■ INFORMATION PROVIDED ■
=== Begin Enclosure ===

use crate::node::TreeNode;
use crate::traversal::{InOrder, PostOrder, PreOrder};
use std::cmp::Ordering;
use std::fmt;
use tracing::trace;

/// A binary tree held through its root node.
///
/// Size and height are read from the root's cached metrics, an empty tree
/// reports 0 for both.
pub struct Tree<T> {
    root: Option<TreeNode<T>>,
}

impl<T> Tree<T> {
    /// Wraps `root` without checking that it is parentless.
    pub fn new(root: Option<TreeNode<T>>) -> Self {
        Tree { root }
    }

    pub fn empty() -> Self {
        Tree { root: None }
    }

    pub fn is_empty(&self) -> bool {
        self.root.is_none()
    }

    pub fn root(&self) -> Option<&TreeNode<T>> {
        self.root.as_ref()
    }

    /// Replaces the root and returns the previous one.
    pub fn set_root(&mut self, root: Option<TreeNode<T>>) -> Option<TreeNode<T>> {
        std::mem::replace(&mut self.root, root)
    }

    pub fn take_root(&mut self) -> Option<TreeNode<T>> {
        self.root.take()
    }

    pub fn size(&self) -> usize {
        self.root.as_ref().map_or(0, TreeNode::size)
    }

    pub fn height(&self) -> usize {
        self.root.as_ref().map_or(0, TreeNode::height)
    }

    pub fn pre_order(&self) -> PreOrder<T> {
        PreOrder::new(self.root.clone())
    }

    pub fn in_order(&self) -> InOrder<T> {
        InOrder::new(self.root.clone())
    }

    pub fn post_order(&self) -> PostOrder<T> {
        PostOrder::new(self.root.clone())
    }
}

impl<T: PartialEq> Tree<T> {
    /// First node in pre-order whose value equals `value`.
    pub fn find(&self, value: &T) -> Option<TreeNode<T>> {
        self.pre_order().find(|node| *node.value() == *value)
    }
}

impl<T: Ord> Tree<T> {
    /// Places `value` by binary-search order: smaller to the left, greater
    /// to the right. Returns false if an equal value is already there.
    pub fn insert(&mut self, value: T) -> bool {
        let Some(closest) = self.find_closest(&value) else {
            self.root = Some(TreeNode::new(value));
            return true;
        };

        let ordering = value.cmp(&closest.value());
        match ordering {
            Ordering::Equal => false,
            Ordering::Less => {
                closest.set_left_child(Some(TreeNode::new(value)));
                true
            }
            Ordering::Greater => {
                closest.set_right_child(Some(TreeNode::new(value)));
                true
            }
        }
    }

    /// Searches by ordering; only meaningful for trees built by `insert`.
    pub fn contains(&self, value: &T) -> bool {
        self.find_closest(value)
            .is_some_and(|node| *node.value() == *value)
    }

    fn find_closest(&self, value: &T) -> Option<TreeNode<T>> {
        let mut prev = None;
        let mut cur = self.root.clone();
        let mut depth = 0;
        while let Some(node) = cur {
            let ordering = value.cmp(&node.value());
            cur = match ordering {
                Ordering::Less => node.left_child(),
                Ordering::Greater => node.right_child(),
                Ordering::Equal => return Some(node),
            };
            prev = Some(node);
            depth += 1;
        }
        trace!(depth, "binary search reached a leaf");
        prev
    }
}

impl<T> Default for Tree<T> {
    fn default() -> Self {
        Tree::empty()
    }
}

impl<T: Ord> FromIterator<T> for Tree<T> {
    fn from_iter<I: IntoIterator<Item = T>>(iter: I) -> Self {
        let mut tree = Tree::empty();
        for value in iter {
            tree.insert(value);
        }
        tree
    }
}

impl<T: fmt::Debug> fmt::Debug for Tree<T> {
    fn fmt(&self, fmt: &mut fmt::Formatter<'_>) -> fmt::Result {
        fmt.debug_struct("Tree")
            .field("size", &self.size())
            .field("height", &self.height())
            .field("root", &self.root)
            .finish()
    }
}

=== End Enclosure ===

■ TASK DIRECTIONS ■
Could you return, word for word, only the lines running from the first line of the material above to the line that contains "pub fn root(&self)", inclusive?

■ RESPONSE AREA ■
use crate::node::TreeNode;
use crate::traversal::{InOrder, PostOrder, PreOrder};
use std::cmp::Ordering;
use std::fmt;
use tracing::trace;

/// A binary tree held through its root node.
///
/// Size and height are read from the root's cached metrics, an empty tree
/// reports 0 for both.
pub struct Tree<T> {
    root: Option<TreeNode<T>>,
}

impl<T> Tree<T> {
    /// Wraps `root` without checking that it is parentless.
    pub fn new(root: Option<TreeNode<T>>) -> Self {
        Tree { root }
    }

    pub fn empty() -> Self {
        Tree { root: None }
    }

    pub fn is_empty(&self) -> bool {
        self.root.is_none()
    }

    pub fn root(&self) -> Option<&TreeNode<T>> {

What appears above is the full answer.